Our MBA students are wonderfully diverse. National Louis University’s (NLU) mission underscores access and opportunity, and the MBA Program is proud to serve an ethnically vibrant student body. Particularly notable is that about two-thirds of our students are women who aim to establish, advance, or reposition their careers. Many have entrepreneurial aspirations, and many have job roles in the nonprofit sector where their career goals are directed toward positively impacting a cause or community. All envision themselves as future leaders. It is a particular point of pride that our MBA Program plays a role in helping so many deserving students to fulfill their academic and professional goals.
National Louis is known for its adult-focused curriculum. How is that different than other Online MBA programs?
Since its founding in 1886, NLU has been recognized as a pioneer in the field of education, and the MBA Program is a contemporary embodiment of this rich tradition. Embedded in our program culture is a fundamental acknowledgement of our students’ professional experience and career goals. Market indicators, industry perspectives, and partner organizations are strong curriculum drivers, but we don’t stop there. We really listen to what our students are telling us about how they learn, how they experience organizational life, and how they aspire to bring business and leadership skills to bear. Our students’ voices figured prominently in our most recent program redesign and led us to position leadership at the center of the curriculum. In addition, we continuously pilot and offer a variety of online and blended delivery formats in order to meet the complex scheduling needs of our working students.
Do students work in a cohort or other system for student engagement?
Our online MBA Program features open cohorts of 25 or fewer students. Students get to know one another during the course of the program, and the smaller class sizes allow for extensive, meaningful interaction with both peers and faculty. Concentration courses in areas such as nonprofit management welcome students across the disciplines—e.g., business administration, human services, higher education leadership, and public administration. This approach heightens students’ exposure to interdisciplinary perspectives and encourages greater breadth in innovation and problem-solving.
How do students in the National Louis blended and online MBA program interact with faculty?

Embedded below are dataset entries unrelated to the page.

//! Photo-card lifecycle: wholesale rebuild when the photo list
//! changes, asynchronous texture resolution, and per-card fallback on
//! load failure.

use bevy::asset::LoadState;
use bevy::prelude::*;

use tree_scene_core::field::{FieldParams, LayoutKind, generate_field};
use tree_scene_core::hash::hash_id;
use tree_scene_core::pose::{FormationFacing, ItemStyle};

use crate::engine::scene::{DecorItem, PhotoCard};
use crate::engine::state::PhotoSet;

pub const CARD_WIDTH: f32 = 1.0;
pub const CARD_HEIGHT: f32 = 1.2;
/// Picking slab thickness; cards are flat but a ray needs volume.
pub const CARD_DEPTH: f32 = 0.06;

/// Square photo surface inset into the white frame, upper part of the
/// card like a real polaroid print.
const PHOTO_SIZE: f32 = CARD_WIDTH * 0.86;
const PHOTO_Y_OFFSET: f32 = (CARD_HEIGHT - PHOTO_SIZE) * 0.5 - 0.07;

/// Tracks one card's pending texture so a failure can be swapped for
/// the fallback tint. A rebuild despawns these wholesale, which is
/// also what discards superseded loads: a late arrival has no surface
/// left to attach to.
#[derive(Component)]
pub struct PhotoSurface {
    pub index: usize,
    pub image: Handle<Image>,
    pub material: Handle<StandardMaterial>,
    pub settled: bool,
}

/// Replace the whole card set when the photo list changed. Anchors are
/// regenerated from scratch; there is no incremental add/remove.
pub fn rebuild_photo_items(
    mut commands: Commands,
    mut photos: ResMut<PhotoSet>,
    mut meshes: ResMut<Assets<Mesh>>,
    mut materials: ResMut<Assets<StandardMaterial>>,
    asset_server: Res<AssetServer>,
    existing: Query<Entity, With<PhotoCard>>,
) {
    if !photos.dirty {
        return;
    }
    photos.dirty = false;

    for entity in &existing {
        commands.entity(entity).despawn();
    }

    let field = generate_field(photos.sources.len(), LayoutKind::Spiral, &FieldParams::default());
    if field.is_empty() {
        info!("photo set empty, no cards spawned");
        return;
    }

    let frame_mesh = meshes.add(Rectangle::new(CARD_WIDTH, CARD_HEIGHT));
    let photo_mesh = meshes.add(Rectangle::new(PHOTO_SIZE, PHOTO_SIZE));
    let frame_material = materials.add(StandardMaterial {
        base_color: Color::srgb(0.96, 0.95, 0.92),
        unlit: true,
        ..default()
    });

    for item in field {
        let index = item.id as usize;
        let source = photos.sources[index].clone();
        let image: Handle<Image> = asset_server.load(&source);

        // Placeholder grey until the texture resolves; the base colour
        // is multiplied out once the texture attaches.
        let photo_material = materials.add(StandardMaterial {
            base_color: Color::srgb(0.6, 0.6, 0.62),
            base_color_texture: Some(image.clone()),
            unlit: true,
            ..default()
        });

        commands
            .spawn((
                Transform::from_translation(item.primary),
                Visibility::default(),
                DecorItem {
                    layout: item,
                    style: ItemStyle {
                        facing: FormationFacing::Outward,
                        intrinsic_height: CARD_HEIGHT,
                        crooked: true,
                    },
                },
                PhotoCard {
                    index,
                    source: source.clone(),
                },
            ))
            .with_children(|parent| {
                parent.spawn((
                    Mesh3d(frame_mesh.clone()),
                    MeshMaterial3d(frame_material.clone()),
                    Transform::IDENTITY,
                ));
                parent.spawn((
                    Mesh3d(photo_mesh.clone()),
                    MeshMaterial3d(photo_material.clone()),
                    Transform::from_xyz(0.0, PHOTO_Y_OFFSET, 0.01),
                    PhotoSurface {
                        index,
                        image,
                        material: photo_material,
                        settled: false,
                    },
                ));
            });
    }

    info!("spawned {} photo cards", photos.sources.len());
}

/// Poll pending photo textures. Loaded surfaces get their placeholder
/// tint cleared; failed ones fall back to a deterministic tint for
/// that card only. Pose resolution is unaffected either way.
pub fn check_photo_textures(
    asset_server: Res<AssetServer>,
    mut materials: ResMut<Assets<StandardMaterial>>,
    mut surfaces: Query<&mut PhotoSurface>,
) {
    for mut surface in &mut surfaces {
        if surface.settled {
            continue;
        }
        match asset_server.get_load_state(surface.image.id()) {
            Some(LoadState::Loaded) => {
                if let Some(material) = materials.get_mut(&surface.material) {
                    material.base_color = Color::WHITE;
                }
                surface.settled = true;
            }
            Some(LoadState::Failed(_)) => {
                warn!("photo {} failed to load, using fallback card", surface.index);
                if let Some(material) = materials.get_mut(&surface.material) {
                    material.base_color_texture = None;
                    let hue = hash_id(surface.index as u32, 50) * 360.0;
                    material.base_color = Color::hsl(hue, 0.35, 0.55);
                }
                surface.settled = true;
            }
            _ => {}
        }
    }
}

Building community in our blended and online MBA courses is a strongly held program value. On the blended side, students meet with faculty weekly (or bi-weekly) in a face-to-face classroom where an active learning approach calls for whole-group and small-group case discussion, assessment debriefing, student presentations, teamwork, and more. Between class sessions, students and faculty use the learning management system (LMS) to continue the discussion (and activities) online.
Online courses offer a weekly series of experiences that introduce the subject matter via a variety of methods (e.g., narrated presentations, videos, podcasts, online assessments, research-related activities). The faculty play an integral role in helping students to apply new learning. They actively participate in the weekly online discussions, and they also engage with students via additional asynchronous (e.g., social media) and synchronous (e.g., real-time web conferencing) approaches.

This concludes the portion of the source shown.